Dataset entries
------------

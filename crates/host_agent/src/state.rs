//! Classifies a server's runtime health from processes and sockets.

use crate::process::ProcessTable;
use std::io::ErrorKind;
use std::net::{Ipv4Addr, TcpListener, UdpSocket};
use std::path::Path;
use std::sync::Arc;
use tracing::{error, trace};
use weaver_types::ConnectivityState;

/// Observes whether a port is being listened on
pub trait SocketProbe: Send + Sync {
    fn is_listening(&self, port: u16) -> bool;
}

/// Treats a port as listening when binding it fails with `AddrInUse`,
/// over either TCP or UDP.
#[derive(Debug, Default, Clone, Copy)]
pub struct BindProbe;

impl SocketProbe for BindProbe {
    fn is_listening(&self, port: u16) -> bool {
        let in_use = |kind: ErrorKind| kind == ErrorKind::AddrInUse;
        let tcp = TcpListener::bind((Ipv4Addr::UNSPECIFIED, port))
            .err()
            .map(|e| in_use(e.kind()))
            .unwrap_or(false);
        if tcp {
            return true;
        }
        UdpSocket::bind((Ipv4Addr::UNSPECIFIED, port))
            .err()
            .map(|e| in_use(e.kind()))
            .unwrap_or(false)
    }
}

#[derive(Clone)]
pub struct StateDetector {
    processes: Arc<dyn ProcessTable>,
    sockets: Arc<dyn SocketProbe>,
}

impl StateDetector {
    pub fn new(processes: Arc<dyn ProcessTable>, sockets: Arc<dyn SocketProbe>) -> Self {
        Self { processes, sockets }
    }

    pub fn processes(&self) -> &Arc<dyn ProcessTable> {
        &self.processes
    }

    pub async fn detect(&self, install_dir: &Path, ports: &[u16]) -> ConnectivityState {
        if !install_dir.is_dir() {
            return ConnectivityState::Uninstalled;
        }

        let processes = match self.processes.processes_under(install_dir).await {
            Ok(found) => found.len(),
            Err(e) => {
                error!("State detection for {} failed: {}", install_dir.display(), e);
                return ConnectivityState::Unknown;
            }
        };
        let sockets = ports
            .iter()
            .filter(|port| self.sockets.is_listening(**port))
            .count();
        trace!(
            "{}: {} processes, {} listening ports",
            install_dir.display(),
            processes,
            sockets
        );

        match (processes, sockets) {
            (0, _) => ConnectivityState::Shutdown,
            (_, 0) => ConnectivityState::Stalled,
            _ => ConnectivityState::InternallyConnectable,
        }
    }
}

#[cfg(test)]
mod tests {
    use super::*;
    use crate::error::ProcessError;
    use crate::process::ProcessInfo;
    use async_trait::async_trait;
    use std::collections::HashSet;

    struct FixedProcesses(Result<usize, ()>);

    #[async_trait]
    impl ProcessTable for FixedProcesses {
        async fn processes_under(&self, dir: &Path) -> Result<Vec<ProcessInfo>, ProcessError> {
            match self.0 {
                Ok(n) => Ok((0..n)
                    .map(|i| ProcessInfo {
                        pid: 100 + i as u32,
                        exe: dir.join("server"),
                    })
                    .collect()),
                Err(()) => Err(ProcessError::Enumeration("denied".to_string())),
            }
        }

        async fn terminate_under(&self, _dir: &Path) -> Result<usize, ProcessError> {
            Ok(0)
        }
    }

    struct FixedPorts(HashSet<u16>);

    impl SocketProbe for FixedPorts {
        fn is_listening(&self, port: u16) -> bool {
            self.0.contains(&port)
        }
    }

    fn detector(processes: Result<usize, ()>, listening: &[u16]) -> StateDetector {
        StateDetector::new(
            Arc::new(FixedProcesses(processes)),
            Arc::new(FixedPorts(listening.iter().copied().collect())),
        )
    }

    #[tokio::test]
    async fn test_classification() {
        let dir = tempfile::tempdir().unwrap();
        let ports = [27015, 27016];

        assert_eq!(
            detector(Ok(0), &[]).detect(&dir.path().join("missing"), &ports).await,
            ConnectivityState::Uninstalled
        );
        assert_eq!(
            detector(Ok(0), &[27015]).detect(dir.path(), &ports).await,
            ConnectivityState::Shutdown
        );
        assert_eq!(
            detector(Ok(2), &[]).detect(dir.path(), &ports).await,
            ConnectivityState::Stalled
        );
        assert_eq!(
            detector(Ok(1), &[27016]).detect(dir.path(), &ports).await,
            ConnectivityState::InternallyConnectable
        );
        assert_eq!(
            detector(Err(()), &[]).detect(dir.path(), &ports).await,
            ConnectivityState::Unknown
        );
    }

    #[test]
    fn test_bind_probe_sees_bound_port() {
        let listener = TcpListener::bind((Ipv4Addr::UNSPECIFIED, 0)).unwrap();
        let port = listener.local_addr().unwrap().port();
        assert!(BindProbe.is_listening(port));
    }
}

------------

Assignment: Take every line from the data that contains the word "ErrorKind".

Written response:
use std::io::ErrorKind;
        let in_use = |kind: ErrorKind| kind == ErrorKind::AddrInUse;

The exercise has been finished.